Exercise: Scan the records below for the word "transform". Copy each line where it appears.

Provided data:
%%

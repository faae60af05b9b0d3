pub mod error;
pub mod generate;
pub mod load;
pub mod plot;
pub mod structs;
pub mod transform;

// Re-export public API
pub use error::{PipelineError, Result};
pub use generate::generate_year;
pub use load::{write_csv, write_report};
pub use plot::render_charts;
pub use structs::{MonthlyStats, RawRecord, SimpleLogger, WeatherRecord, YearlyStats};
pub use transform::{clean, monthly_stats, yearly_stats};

%%

Answer to the problem:
pub mod transform;
pub use transform::{clean, monthly_stats, yearly_stats};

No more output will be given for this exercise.